Charan Gill has recently been at Mount Abu in Rajasthan to spend some time at the Rajyoga meditation of Brahma Kumaris, founded by Prjapita Brahma, listening to Rajyogi Dadi Janki Ji, Chief of Brahma Kumaris.

The spiritual Brahma Kumaris movement has 8,500 centres in 130 countries. Suresh Oberoi, the famous Indian actor, asks “What is the meaning of happiness?” Sister BK Shivani answers: “If there is one thing that everyone is looking for now, we are looking for happiness.” The trip to India involves early-morning meditation and turning the day around by going to bed at 9pm.

No more late-night shindigs. It’s a return to how Charan Gill was brought up in the Punjab as a child, going to bed when the sun went down.

“We would wake up at 4.30am, that’s when the farmers and the animals are awake, and work begins before the heat of the day,” he says.

“When I looked at what I was doing after 9pm, I don’t do anything constructive.

“Happiness is a state of being, created while working towards the goal, not a feeling to be experienced after achieving the goal.

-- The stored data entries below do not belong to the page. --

impl<C: ConversationClient> Conversation<C> {
    pub fn new(client: C, conversation_id: impl Into<String>) -> Self {
        Self {
            client,
            conversation_id: conversation_id.into(),
            cache: IdentityCache::new(),
            page_limit: DEFAULT_PAGE_LIMIT,
            pacer: Arc::new(FixedDelay::default()),
            diagnostics: Diagnostics::default(),
        }
    }

    /// Build from loaded configuration. The token in `config` is for the host's
    /// client; the adapter only takes the conversation and pacing settings.
    pub fn from_config(client: C, config: &SlackConfig) -> Self {
        Self::new(client, config.conversation_id.clone())
            .with_page_limit(config.page_limit)
            .with_pacer(config.pacer())
    }

    pub fn with_page_limit(mut self, limit: u32) -> Self {
        self.page_limit = limit;
        self
    }

    /// Replace the pacing between removals (default: one second).
    pub fn with_pacer(mut self, pacer: impl Pacer + 'static) -> Self {
        self.pacer = Arc::new(pacer);
        self
    }

    /// Share a pacer with other adapters, so their removals draw from one
    /// budget.
    pub fn with_shared_pacer(mut self, pacer: Arc<dyn Pacer>) -> Self {
        self.pacer = pacer;
        self
    }

    /// Route this adapter's log events to `dispatch`.
    pub fn with_dispatch(mut self, dispatch: tracing::Dispatch) -> Self {
        self.diagnostics = Diagnostics::new(dispatch);
        self
    }

    pub fn conversation_id(&self) -> &str {
        &self.conversation_id
    }

    /// The email -> Slack ID mappings learned so far.
    pub fn cache(&self) -> &IdentityCache {
        &self.cache
    }

    /// Page through `conversations.members` until Slack stops returning a cursor.
    async fn list_member_ids(&self, cancel: &CancellationToken) -> Result<Vec<RemoteUserId>> {
        const OPERATION: &str = "slack.conversation.fetch.users_in_conversation";

        let mut request = MembersPageRequest {
            conversation_id: self.conversation_id.clone(),
            cursor: String::new(),
            limit: self.page_limit,
        };
        let mut member_ids = Vec::new();

        loop {
            ensure_active(cancel, OPERATION)?;

            let page = self
                .client
                .users_in_conversation(&request)
                .await
                .map_err(|e| SyncError::remote(OPERATION, &self.conversation_id, e))?;

            debug!(
                conversation = %self.conversation_id,
                members = page.members.len(),
                "Fetched page of conversation members"
            );

            let next = page.continuation().map(str::to_owned);
            member_ids.extend(page.members);

            match next {
                Some(cursor) => request.cursor = cursor,
                None => break,
            }
        }

        Ok(member_ids)
    }

    async fn fetch_members(&mut self, cancel: &CancellationToken) -> Result<Vec<String>> {
        const OPERATION: &str = "slack.conversation.fetch.users_info";

        info!(conversation = %self.conversation_id, "Fetching accounts from Slack conversation");

        let member_ids = self.list_member_ids(cancel).await?;

        let users = if member_ids.is_empty() {
            Vec::new()
        } else {
            ensure_active(cancel, OPERATION)?;
            self.client
                .users_info(&member_ids)
                .await
                .map_err(|e| SyncError::remote(OPERATION, &self.conversation_id, e))?
        };

        let mut emails = Vec::with_capacity(users.len());
        let mut observed = HashMap::with_capacity(users.len());

        for user in users.into_iter().filter(|user| !user.is_bot) {
            emails.push(user.profile.email.clone());
            observed.insert(user.profile.email, user.id);
        }

        self.cache.replace_with(observed);

        info!(
            conversation = %self.conversation_id,
            count = emails.len(),
            "Fetched accounts successfully"
        );

        Ok(emails)
    }

    async fn invite_members(
        &mut self,
        emails: &[String],
        cancel: &CancellationToken,
    ) -> Result<()> {
        const LOOKUP: &str = "slack.conversation.add.user_by_email";
        const INVITE: &str = "slack.conversation.add.invite_users";

        if emails.is_empty() {
            return Ok(());
        }

        info!(
            conversation = %self.conversation_id,
            ?emails,
            "Adding accounts to Slack conversation"
        );

        let mut user_ids = Vec::with_capacity(emails.len());

        // Every email must resolve before the conversation is touched.
        for email in emails {
            ensure_active(cancel, LOOKUP)?;

            let user = self
                .client
                .user_by_email(email)
                .await
                .map_err(|e| SyncError::remote(LOOKUP, email, e))?;

            self.cache.insert(email.clone(), user.id.clone());
            user_ids.push(user.id);
        }

        ensure_active(cancel, INVITE)?;

        if let Err(e) = self.client.invite_users(&self.conversation_id, &user_ids).await {
            // Which of the invites landed is unknown; force a fresh fetch.
            self.cache.reset();
            warn!(conversation = %self.conversation_id, "Invite failed, identity cache discarded");

            return Err(SyncError::remote(INVITE, &self.conversation_id, e));
        }

        info!(conversation = %self.conversation_id, "Finished adding accounts successfully");

        Ok(())
    }

    async fn kick_members(&mut self, emails: &[String], cancel: &CancellationToken) -> Result<()> {
        const OPERATION: &str = "slack.conversation.remove.kick_user";

        info!(
            conversation = %self.conversation_id,
            ?emails,
            "Removing accounts from Slack conversation"
        );

        if self.cache.is_empty() {
            return Err(SyncError::CacheEmpty {
                operation: "slack.conversation.remove",
            });
        }

        for email in emails {
            let user_id = self
                .cache
                .get(email)
                .cloned()
                .ok_or_else(|| SyncError::NotCached {
                    operation: "slack.conversation.remove",
                    email: email.clone(),
                })?;

            self.pacer
                .acquire(cancel)
                .await
                .map_err(|_| SyncError::Cancelled { operation: OPERATION })?;
            ensure_active(cancel, OPERATION)?;

            self.client
                .kick_user(&self.conversation_id, &user_id)
                .await
                .map_err(|e| {
                    let target = format!("{}, {} ({})", self.conversation_id, email, user_id);
                    SyncError::remote(OPERATION, target, e)
                })?;

            self.pacer.completed();
            self.cache.evict(email);
            debug!(conversation = %self.conversation_id, %user_id, "Removed account");
        }

        info!(conversation = %self.conversation_id, "Finished removing accounts successfully");

        Ok(())
    }
}

#[async_trait]
impl<C: ConversationClient> Adapter for Conversation<C> {
    async fn fetch(&mut self, cancel: &CancellationToken) -> Result<Vec<String>> {
        let diagnostics = self.diagnostics.clone();
        diagnostics.scope(self.fetch_members(cancel)).await
    }

    async fn add_members(&mut self, emails: &[String], cancel: &CancellationToken) -> Result<()> {
        let diagnostics = self.diagnostics.clone();
        diagnostics.scope(self.invite_members(emails, cancel)).await
    }

    async fn remove_members(
        &mut self,
        emails: &[String],
        cancel: &CancellationToken,
    ) -> Result<()> {
        let diagnostics = self.diagnostics.clone();
        diagnostics.scope(self.kick_members(emails, cancel)).await
    }
}

impl<C> std::fmt::Debug for Conversation<C> {
    fn fmt(&self, f: &mut std::fmt::Formatter<'_>) -> std::fmt::Result {
        f.debug_struct("Conversation")
            .field("conversation_id", &self.conversation_id)
            .field("cached", &self.cache.len())
            .field("page_limit", &self.page_limit)
            .finish()
    }
}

If we believe that happiness is after achieving, then we create stress, anger and fear while achieving and thus do not experience happiness,” says BK Shivani.

Charan Gill agrees: “Before I take the responsibility of those around me, I need to take responsibility of my own thinking and feelings. When I am happy and take care of others, then they will be happy too.

“My spiritual search has always been a part of my life – but I think more recently I’ve taken a deeper interest in it. People don’t talk about people, they hold back.They’ll say, yeah the business is doing well – or may not so well. I think you’ve got to live your life among the people you love, your family and your friends.” It’s not often a business interview ends up looking for deeper meaning in the quest for life, but perhaps if a few more figures opened their souls, then Scotland might be a bit less strait-laced.

Perhaps Charan Gill’s journey will prompt others to travel a similar path?